Part Three


Passage to

Stewart Island







March 11, 2012

Southernmost: 47 20'.32S  167 21'.65E


It’s only an overnight passage from Fiordland to Stewart Island, but one that is not embarked upon lightly.  Having a good weather window is essential.  Most often there are high winds and rough seas here in the heart of the Roaring Forties. 

On February 22 we notified Commander’s Weather, our routing service, that we were ready to head to Stewart Island.  If the next window wasn't long enough, we'd go to Preservation Inlet near Puysegur Point at the western end of Foveaux Strait.  On the 29th Oliver told us there was nothing over the next week.  On March 5 he wrote that a high pressure was finally building over the weekend and we should be good to go to Stewart Island on Friday.

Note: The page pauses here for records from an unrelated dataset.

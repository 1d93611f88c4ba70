//! Download orchestration and the record state machine.
//!
//! The [`Orchestrator`] owns path selection and retry bookkeeping:
//!
//! - a request creates (or reuses) the record for a hash;
//! - dispatch atomically claims `queued → downloading`;
//! - the primary path is tried first; quota exhaustion, API refusals and a
//!   missing primary key route to the fallback, which runs at most once at a
//!   time across all workers;
//! - quota exhaustion never counts against `retry_count`; if the fallback
//!   cannot deliver either, the record is parked as `delayed` until
//!   `next_retry_at`;
//! - a payload on disk moves the record to `done` and the post-download
//!   pipeline settles it in `available` or `error`.
//!
//! # Concurrency Model
//!
//! - Each record runs in its own Tokio task, bounded by a semaphore
//! - An in-process in-flight set plus the store's atomic claim keep a hash
//!   from being processed twice
//! - A claimed record carries a worker lease; the running task refreshes its
//!   heartbeat, and recovery only takes over records whose lease went stale
//! - Progress events flow through a channel and are applied in order before
//!   the terminal write, so a late sample can never overwrite the outcome

mod error_mapping;
mod progress;

use std::path::{Path, PathBuf};
use std::sync::Arc;
use std::time::Duration;

use dashmap::DashMap;
use dashmap::mapref::entry::Entry;
use thiserror::Error;
use tokio::sync::Semaphore;
use tracing::{debug, info, instrument, warn};

use crate::download::{CancelToken, ProgressSender, progress_channel};
use crate::fallback::{CountdownState, FallbackDownloader, FallbackRequest};
use crate::pipeline::{Pipeline, PipelineError, PipelineReport};
use crate::primary::{AcquireTarget, PrimaryAcquisition, PrimaryDownloader, PrimaryError};
use crate::store::{
    DownloadMetadata, DownloadRecord, DownloadSource, DownloadStatus, ErrorKind, Field,
    RecordStore, RecordUpdate, StoreError, unix_now,
};

use error_mapping::{build_actionable_error_message, resolution_failure_kind, transfer_failure};
use progress::apply_progress_events;

/// Minimum allowed concurrency value.
const MIN_CONCURRENCY: usize = 1;

/// Maximum allowed concurrency value.
const MAX_CONCURRENCY: usize = 100;

/// Default concurrency if not specified.
pub const DEFAULT_CONCURRENCY: usize = 4;

/// Default wait before a quota-delayed record is retried.
pub const DEFAULT_QUOTA_RETRY_DELAY: Duration = Duration::from_secs(60 * 60);

/// Default age after which a silent worker's lease may be taken over.
pub const DEFAULT_LEASE_TIMEOUT: Duration = Duration::from_secs(120);

/// Floor for the heartbeat interval.
const MIN_HEARTBEAT_INTERVAL: Duration = Duration::from_secs(1);

/// Relative difference between declared and received size that is tolerated
/// without a warning.
const SIZE_TOLERANCE: f64 = 0.05;

/// Errors from orchestrator operations.
#[derive(Debug, Error)]
pub enum EngineError {
    #[error(
        "invalid concurrency value {value}: must be between {MIN_CONCURRENCY} and {MAX_CONCURRENCY}"
    )]
    InvalidConcurrency { value: usize },

    #[error(transparent)]
    Store(#[from] StoreError),

    #[error(transparent)]
    Pipeline(#[from] PipelineError),

    #[error("cannot cancel {hash}: it is already {status}")]
    NotCancellable { hash: String, status: DownloadStatus },

    #[error(
        "cannot reactivate {hash}: it is {status}\n  Suggestion: Only cancelled or failed records can be reactivated"
    )]
    NotReactivatable { hash: String, status: DownloadStatus },

    #[error("{hash} is already being processed")]
    Busy { hash: String },

    #[error("semaphore closed unexpectedly")]
    SemaphoreClosed,
}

We left Cascade Cove and returned to the mooring outside Luncheon Cove. The sun was shining and it was a little breezy so we paddled in protected areas watching the birds, fish, and seals while poking the kayak into every nook and cranny.  We savored our last day in this beautiful location.  It just may be our favorite place in all Fiordland.



As we paddled back to Tenaya we heard what sounded like an engine.  It seemed to be coming from her but we figured it was a fishing boat on the other side of the island.  We climbed on board and, as we relaxed in the cockpit, the bowthruster sprang to life. Yikes!  I ran down to kill the service switch and Jim pushed the button at the helm.  The noise stopped. 

Our bulb burned out a couple of years ago so now we don't notice if the bowthruster is left on.  We rarely actually use it, but always turn it on when coming into a tight spot.  It must have been on since mooring under the bowsprit of the giant Fiordland Navigator in Deep Cove while fueling up a month ago. 

Later I went below to check messages and make sure we were still set to leave.  The computer would not stay on.  Another problem.  Jim used the system clean-up tools and got it working again but it is still a mystery.  Guess we'll be buying a back-up laptop the next time we're in California as we can't use the iPad with the sat phone.  Will someone do an app for that, please?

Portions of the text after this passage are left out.